A taxa média atualmente cobrada no financiamento imobiliário, de 6,9% ao ano, era de em média 11,4% em 2017, no caso de um contrato de 35 anos. Ou seja, a prestação reduziu, desde então, 30%, o que possibilitou a mais pessoas terem acesso à compra de um imóvel.

Economista com 36 anos de experiência no mercado financeiro, Portella já atuou nas áreas comercial, marketing e de produtos e foi diretora de crédito imobiliário e consórcio no Itaú até o ano passado. Assumiu a presidência da Abecip em dezembro de 2019, e desde então acompanha de perto a evolução do segmento na pandemia.

Veja abaixo a entrevista completa dada pela executiva à EXAME Invest:

A associação espera um crescimento de 21% para o crédito imobiliário neste ano. Quais fatores devem colaborar para esse cenário?

A previsão considera uma alta de 3,5% do PIB do país em 2021, além da Selic e IPCA a 3,5% no final do ano, Ou seja, nosso otimismo tem como base uma melhora na atividade econômica e também a manutenção dos juros em um patamar baixo. Ainda que haja uma indefinição sobre a velocidade da vacinação e da retomada econômica, a nossa visão é de que as pessoas já sabem qual foi o tamanho do impacto que sofreram, e não devem haver mais choques. Além disso, o mercado imobiliário voltou a ganhar atratividade como investimento, além de ter sido reforçado pela atuação dos fundos imobiliários.

Os juros ainda em patamares baixos garantem uma oportunidade de fazer um bom negócio, considerando o histórico da Selic. Isso porque quando se contrata um financiamento é possível garantir a taxa de juros por 30 anos. Além disso, os preços dos imóveis ainda estão atrativos.

Segundo o nosso índice de preços de imóveis, o IGMI-R, o valor de unidades em São Paulo cresceu 16% em 2020. Na média, os preços subiram 10,3% no país. Contudo, se observarmos o período pré-crise de 2015, um imóvel que valia R$ 100 em 2014 vale hoje, em São Paulo, R$ 119,2. Já quando deflacionamos os preços pelo IPCA, vale 89,9% do que valia em 2014 no estado. Ou seja, os preços ainda não se recuperaram totalmente da crise.
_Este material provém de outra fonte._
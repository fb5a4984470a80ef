//! Sequence-level model and artifact formats for Vireo

pub mod export;
pub mod extract;
pub mod formats;
pub mod otu;

// Re-export commonly used types
pub use export::{
    prepare_export, prepare_export_otus, read_export_snapshot, write_export_snapshot,
    ExportDocument, ExportIsolate, ExportOtu, ExportSequence,
};
pub use extract::{extract_sequences, ExtractedSequences, SequenceOtuMap};
pub use formats::fasta::{read_sequence_file, write_sequence_file, FastaRecord};
pub use otu::{
    DataType, Isolate, Otu, Reference, ReferenceLink, RemoteId, SchemaSegment, Sequence, Target,
};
Por fim, o grande déficit habitacional do país continua a fazer com que existam oportunidades no segmento pelo menos nos próximos cinco anos. Como a base de clientes de crédito imobiliário já cresceu muito, nossa estimativa para 2021 pode até ser considerada conservadora. Afinal, os bancos têm limite de capacidade para manter esse crescimento intenso.

Qual a visão da associação sobre o quanto a pandemia atingiu financeiramente os compradores de imóveis?

A estimativa é que o PIB brasileiro tenha encolhido 4,37% em 2020, enquanto o PIB do setor de construção tenha se retraído 2,8%. Ou seja, o impacto da pandemia no mercado imobiliário foi menor. Em 2021, esperamos um crescimento de 4% para o segmento.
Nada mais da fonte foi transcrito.